Options for increasing access to quality community primary care report
March 20/2026
Executive Summary
Canada is facing a primary care crisis, with millions of people lacking access to a regular primary care provider. Expanding the scope of practice for non-physician providers has emerged as a promising strategy to address health system gaps by enabling these professionals to safely perform tasks beyond their traditional scope of practice. This brief synthesizes the current global evidence on expanded scope of practice across nurse practitioners (NPs), pharmacists, and paramedics practicing in high-income countries.
Emerging insights from Ontario have found that expanding health professionals’ scope of practice, allowing NPs to order more diagnostic imaging and pharmacists to administer influenza vaccines, changed care delivery, increased service use in community settings, and reduced avoidable physician visits and hospitalizations. Overall, these reforms improved access to care, particularly in rural and underserved areas, and generated substantial system value, including significant cost savings and a high return on investment.
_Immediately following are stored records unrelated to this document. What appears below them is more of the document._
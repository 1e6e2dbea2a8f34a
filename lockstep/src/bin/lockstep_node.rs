//! Run one node of a topology over TCP.
//!
//! Start one process per node, in any order:
//!
//! ```bash
//! lockstep-node 0 demos/cycle5.txt --output-dir out
//! lockstep-node 1 demos/cycle5.txt --output-dir out
//! ...
//! ```
//!
//! Each node writes `out/<config name>-<id>.txt` once its session finalizes.

use std::path::PathBuf;
use std::rc::Rc;
use std::time::Duration;

use clap::Parser;
use lockstep::{run_node, FileReportSink, NodeConfig, NodeId, Topology};
use lockstep_transport::{RetryPolicy, TokioProviders};
use tracing_subscriber::{layer::SubscriberExt, util::SubscriberInitExt};

/// CLI arguments
#[derive(Parser, Debug)]
#[command(name = "lockstep-node")]
#[command(about = "Discover k-hop neighbors and eccentricity for one topology node", long_about = None)]
struct Args {
    /// Id of the node this process runs
    node_id: NodeId,

    /// Topology file
    config: PathBuf,

    /// Directory for the report file (defaults to the topology file's directory)
    #[arg(long)]
    output_dir: Option<PathBuf>,

    /// Delay between connection attempts, in milliseconds
    #[arg(long, default_value = "500")]
    retry_delay_ms: u64,

    /// Give up after this many connection attempts (default: retry forever)
    #[arg(long)]
    max_connect_attempts: Option<u32>,

    /// Bind this address instead of the one in the topology file
    #[arg(long)]
    listen: Option<String>,
}

#[tokio::main(flavor = "current_thread")]
async fn main() -> Result<(), Box<dyn std::error::Error>> {
    let args = Args::parse();

    tracing_subscriber::registry()
        .with(
            tracing_subscriber::EnvFilter::try_from_default_env()
                .unwrap_or_else(|_| "info".into()),
        )
        .with(tracing_subscriber::fmt::layer().with_target(false))
        .init();

    let topology = Topology::from_file(&args.config)?;

    let mut retry = RetryPolicy::fixed(Duration::from_millis(args.retry_delay_ms));
    if let Some(attempts) = args.max_connect_attempts {
        retry = retry.with_max_attempts(attempts);
    }

    let output_dir = args.output_dir.clone().unwrap_or_else(|| {
        args.config
            .parent()
            .map(PathBuf::from)
            .unwrap_or_default()
    });
    let prefix = args
        .config
        .file_stem()
        .map(|stem| stem.to_string_lossy().into_owned())
        .unwrap_or_else(|| "config".to_string());

    let mut builder = NodeConfig::builder()
        .retry(retry)
        .sink(Rc::new(FileReportSink::new(output_dir, prefix)));
    if let Some(listen) = args.listen.clone() {
        builder = builder.listen_address(listen);
    }
    let config = builder.build();

    let local = tokio::task::LocalSet::new();
    let report = local
        .run_until(run_node(TokioProviders::new(), &topology, args.node_id, &config))
        .await;

    match report {
        Ok(report) => {
            print!("{}", report);
            Ok(())
        }
        Err(e) => {
            tracing::error!("Node {} failed: {}", args.node_id, e);
            Err(e.into())
        }
    }
}
//! Task spawning for the single-threaded executor.

use std::future::Future;
use tokio::task::JoinHandle;

/// Spawns named local tasks.
///
/// Every channel worker and accept loop of a node is a local task; they share
/// `Rc` state, so spawning must stay on the current thread.
pub trait TaskProvider: Clone {
    /// Spawn `future` on the current thread's `LocalSet`.
    fn spawn_task<F, T>(&self, name: &str, future: F) -> JoinHandle<T>
    where
        F: Future<Output = T> + 'static,
        T: 'static;
}

/// [`TaskProvider`] backed by `tokio::task::spawn_local`.
///
/// Must be used from within a `tokio::task::LocalSet`.
#[derive(Clone, Debug, Default)]
pub struct TokioTaskProvider;

impl TaskProvider for TokioTaskProvider {
    fn spawn_task<F, T>(&self, name: &str, future: F) -> JoinHandle<T>
    where
        F: Future<Output = T> + 'static,
        T: 'static,
    {
        let task_name = name.to_string();
        tokio::task::spawn_local(async move {
            tracing::trace!("Task {} starting", task_name);
            let output = future.await;
            tracing::trace!("Task {} completed", task_name);
            output
        })
    }
}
A review of the global evidence underscores that NPs, pharmacists, and paramedics, can increase access to, and effective delivery of, critical elements of community-based care. The evidence shows consistent improvements in patient experience, including greater satisfaction, access, continuity, trust, and person-centred care, alongside benefits for population health through strengthened primary care, prevention, and early intervention, particularly for rural, underserved, and high-needs populations. Expanded scopes of practice were generally cost-neutral or cost-saving although economic evidence remains limited and mixed.
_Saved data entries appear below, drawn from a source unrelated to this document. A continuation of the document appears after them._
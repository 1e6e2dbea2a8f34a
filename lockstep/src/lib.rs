//! # lockstep
//!
//! Lock-step round synchronization over point-to-point channels, and the
//! hop-count discovery algorithm that rides on it.
//!
//! Every node of a static topology runs as its own process (or task). Nodes
//! only talk to their neighbors, one channel per edge. A per-node
//! [`Synchronizer`] makes the asynchronous exchange behave like a synchronous
//! system: no node starts round `r + 1` before it has sent and received
//! exactly one envelope for round `r` on every channel. Envelopes that arrive
//! early are held by their channel worker until the round catches up.
//!
//! On top of that, each node learns which nodes sit at each hop distance and
//! derives its eccentricity.
//!
//! ```text
//! ┌───────────────────────────────────────────────────────────┐
//! │ node runner: accept loop + one ChannelWorker per edge     │
//! ├───────────────────────────────────────────────────────────┤
//! │ Synchronizer: round barrier, buffering, HopTable merges   │
//! ├───────────────────────────────────────────────────────────┤
//! │ lockstep-transport: framed Connection, connect retry      │
//! ├───────────────────────────────────────────────────────────┤
//! │ lockstep-core: Network / Time / Task providers, codec     │
//! └───────────────────────────────────────────────────────────┘
//! ```
//!
//! ## Quick Start
//!
//! ```ignore
//! use lockstep::{run_cluster, NodeConfig, Topology};
//! use lockstep_transport::MemoryProviders;
//!
//! let topology = Topology::parse(include_str!("../../demos/cycle5.txt"))?;
//! let local = tokio::task::LocalSet::new();
//! let reports = local
//!     .run_until(run_cluster(MemoryProviders::new(), &topology, &NodeConfig::default()))
//!     .await?;
//! assert!(reports.iter().all(|report| report.eccentricity() == 2));
//! ```

#![deny(missing_docs)]
#![deny(clippy::unwrap_used)]

pub mod cluster;
pub mod config;
pub mod envelope;
pub mod error;
pub mod hop_table;
pub mod node;
pub mod report;
pub mod synchronizer;
pub mod topology;
pub mod worker;

pub use cluster::run_cluster;
pub use config::{NodeConfig, NodeConfigBuilder};
pub use envelope::{Envelope, Frame};
pub use error::{
    HopTableError, NodeError, ReportError, SyncError, TopologyError, WorkerError,
};
pub use hop_table::HopTable;
pub use node::{run_node, run_node_with_stats, NodeOutcome};
pub use report::{FileReportSink, HopReport, MemoryReportSink, ReportSink};
pub use synchronizer::{RoundProgress, SyncMetrics, Synchronizer};
pub use topology::{NodeDescriptor, Topology};
pub use worker::{ChannelWorker, Role, WorkerState, WorkerSummary};

pub use lockstep_core::NodeId;
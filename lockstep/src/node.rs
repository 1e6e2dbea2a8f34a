//! Node runner: one process (or task) per topology node.
//!
//! The runner binds the node's listener when some neighbor has a larger id,
//! starts one initiator task per smaller-id neighbor, and accepts exactly as
//! many channels as there are larger-id neighbors. Every channel worker
//! reports back on one event queue; the first failure stops the node.

use std::collections::BTreeSet;
use std::rc::Rc;

use tokio::io::{AsyncRead, AsyncWrite};
use tokio::sync::mpsc;
use tokio::task::JoinHandle;

use crate::config::NodeConfig;
use crate::error::{NodeError, WorkerError};
use crate::report::HopReport;
use crate::synchronizer::{SyncMetrics, Synchronizer};
use crate::topology::{NodeDescriptor, Topology};
use crate::worker::{ChannelWorker, WorkerSummary};
use lockstep_core::{
    ChannelListener, JsonCodec, NetworkProvider, NodeId, Providers, TaskProvider, TimeProvider,
};
use lockstep_transport::{Connection, RetryPolicy};

type Stream<P> = <<P as Providers>::Network as NetworkProvider>::Stream;

type WorkerOutcome<S> = Result<(WorkerSummary, Connection<S>), NodeError>;

enum NodeEvent<S> {
    /// Handshake done on an accepted channel.
    Accepted(ChannelWorker<S, JsonCodec>),
    /// A channel worker finished.
    Finished(WorkerOutcome<S>),
}

/// Aborts its tasks when the node returns.
#[derive(Default)]
struct TaskSet(Vec<JoinHandle<()>>);

impl TaskSet {
    fn push(&mut self, handle: JoinHandle<()>) {
        self.0.push(handle);
    }
}

impl Drop for TaskSet {
    fn drop(&mut self) {
        for handle in &self.0 {
            handle.abort();
        }
    }
}

/// Everything a finished node knows.
#[derive(Debug, Clone)]
pub struct NodeOutcome {
    /// Final hop layers and eccentricity.
    pub report: HopReport,
    /// Synchronizer counters.
    pub metrics: SyncMetrics,
    /// One summary per channel, in completion order.
    pub channels: Vec<WorkerSummary>,
}

/// Run node `id` of `topology` to completion and return its report.
///
/// Writes the report to the configured sink before returning.
pub async fn run_node<P: Providers>(
    providers: P,
    topology: &Topology,
    id: NodeId,
    config: &NodeConfig,
) -> Result<HopReport, NodeError> {
    run_node_with_stats(providers, topology, id, config)
        .await
        .map(|outcome| outcome.report)
}

/// Like [`run_node`], also returning synchronizer and channel statistics.
pub async fn run_node_with_stats<P: Providers>(
    providers: P,
    topology: &Topology,
    id: NodeId,
    config: &NodeConfig,
) -> Result<NodeOutcome, NodeError> {
    let descriptor = topology.descriptor(id).ok_or(NodeError::UnknownNode(id))?;
    let sync = Rc::new(Synchronizer::new(
        id,
        descriptor.neighbors(),
        topology.len(),
    ));
    let expected_accepts = descriptor.accepts_from().count();

    tracing::info!(
        "Node {} starting: {} neighbors, {} rounds",
        id,
        descriptor.neighbors().len(),
        sync.terminal_round()
    );

    let (events_tx, mut events) = mpsc::unbounded_channel::<NodeEvent<Stream<P>>>();
    let mut tasks = TaskSet::default();

    if expected_accepts > 0 {
        let address = config
            .listen_address()
            .map(str::to_string)
            .unwrap_or_else(|| descriptor.address());
        let listener = providers
            .network()
            .bind(&address)
            .await
            .map_err(|source| NodeError::Bind {
                address: address.clone(),
                source,
            })?;
        tracing::info!("Node {} listening on {}", id, address);

        tasks.push(providers.task().spawn_task(
            &format!("accept-{}", id),
            accept_loop(listener, sync.clone(), expected_accepts, events_tx.clone()),
        ));
    }

    for peer in descriptor.initiates_to() {
        let peer_descriptor = topology
            .descriptor(peer)
            .ok_or(NodeError::UnknownNode(peer))?
            .clone();
        let network = providers.network().clone();
        let time = providers.time().clone();
        let policy = config.retry().clone();
        let sync = sync.clone();
        let events = events_tx.clone();

        tasks.push(providers.task().spawn_task(
            &format!("channel-{}-{}", id, peer),
            async move {
                let outcome = initiate(network, time, sync, peer_descriptor, policy)
                    .await
                    .map_err(|source| NodeError::Worker {
                        peer: Some(peer),
                        source,
                    });
                let _ = events.send(NodeEvent::Finished(outcome));
            },
        ));
    }

    let neighbor_count = descriptor.neighbors().len();
    let mut channels = Vec::with_capacity(neighbor_count);
    // Held until the node returns so peers never see an early close.
    let mut connections = Vec::with_capacity(neighbor_count);

    while channels.len() < neighbor_count {
        let Some(event) = events.recv().await else {
            break;
        };
        match event {
            NodeEvent::Accepted(worker) => {
                let peer = worker.peer();
                let events = events_tx.clone();
                tasks.push(providers.task().spawn_task(
                    &format!("channel-{}-{}", id, peer),
                    async move {
                        let outcome = worker.run().await.map_err(|source| NodeError::Worker {
                            peer: Some(peer),
                            source,
                        });
                        let _ = events.send(NodeEvent::Finished(outcome));
                    },
                ));
            }
            NodeEvent::Finished(Ok((summary, connection))) => {
                tracing::debug!(
                    "Node {} channel to {} done after {} rounds ({} buffered)",
                    id,
                    summary.peer,
                    summary.rounds,
                    summary.buffered
                );
                channels.push(summary);
                connections.push(connection);
            }
            NodeEvent::Finished(Err(e)) => {
                tracing::error!("Node {} stopping: {}", id, e);
                return Err(e);
            }
        }
    }

    let report = sync.report().ok_or(NodeError::Incomplete {
        round: sync.current_round(),
    })?;
    if let Some(sink) = config.sink() {
        sink.write(&report)?;
    }

    let metrics = sync.metrics();
    tracing::info!(
        "Node {} done: eccentricity {}, {} rounds, {} buffered envelopes",
        id,
        report.eccentricity(),
        metrics.rounds_completed,
        metrics.buffered_messages
    );

    drop(connections);
    Ok(NodeOutcome {
        report,
        metrics,
        channels,
    })
}

async fn initiate<N, T>(
    network: N,
    time: T,
    sync: Rc<Synchronizer>,
    peer: NodeDescriptor,
    policy: RetryPolicy,
) -> Result<(WorkerSummary, Connection<N::Stream>), WorkerError>
where
    N: NetworkProvider,
    T: TimeProvider,
{
    let worker = ChannelWorker::connect(&network, &time, sync, &peer, &policy, JsonCodec).await?;
    worker.run().await
}

/// Accept until every larger-id neighbor has a channel.
///
/// Connections that fail the handshake are dropped and do not count.
async fn accept_loop<L, S>(
    listener: L,
    sync: Rc<Synchronizer>,
    expected: usize,
    events: mpsc::UnboundedSender<NodeEvent<S>>,
) where
    L: ChannelListener<Stream = S>,
    S: AsyncRead + AsyncWrite + Unpin,
{
    let node_id = sync.node_id();
    let mut claimed = BTreeSet::new();

    while claimed.len() < expected {
        let (stream, remote) = match listener.accept().await {
            Ok(accepted) => accepted,
            Err(e) => {
                let _ = events.send(NodeEvent::Finished(Err(NodeError::Worker {
                    peer: None,
                    source: WorkerError::Transport(e.into()),
                })));
                return;
            }
        };
        tracing::debug!("Node {} accepted connection from {}", node_id, remote);

        let handshake = ChannelWorker::accept(stream, sync.clone(), JsonCodec, |peer| {
            !claimed.contains(&peer)
        })
        .await;
        match handshake {
            Ok(worker) => {
                // Claimed only once the Ack went out; a failed handshake
                // leaves the peer free to reconnect.
                claimed.insert(worker.peer());
                if events.send(NodeEvent::Accepted(worker)).is_err() {
                    return;
                }
            }
            Err(e) => {
                tracing::warn!(
                    "Node {} rejected connection from {}: {}",
                    node_id,
                    remote,
                    e
                );
            }
        }
    }

    tracing::debug!("Node {} accepted all {} channels", node_id, expected);
}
Together, these findings highlight potential options for increasing access to quality community primary care by leveraging non-physician providers. Importantly, there are ways of deploying these providers that go beyond the current set of policy instruments being used and a rapidly deepening literature on how best to deploy them.
- Expanding health professionals’ scope of practice holds significant promise for advancing health system performance, with indications of improved access, patient and provider experience, equity, and system efficiency, while potentially reducing avoidable acute care use and costs.
- Clear legislative and regulatory frameworks are essential to legitimize expanded roles, reduce role ambiguity, and enable health professionals to practise to the full extent of their training and competencies.
- Successful and sustainable scope expansion depends on workforce support including targeted education and training, adequate resourcing, organizational and interprofessional support, and protections that address workload, role clarity, and professional well-being.
- Further multidisciplinary research is needed to better understand long-term patient and system outcomes, economic effects, and differential impacts across settings, particularly to clarify and quantify the emerging benefits of expanded scopes of practice for rural and underserved communities.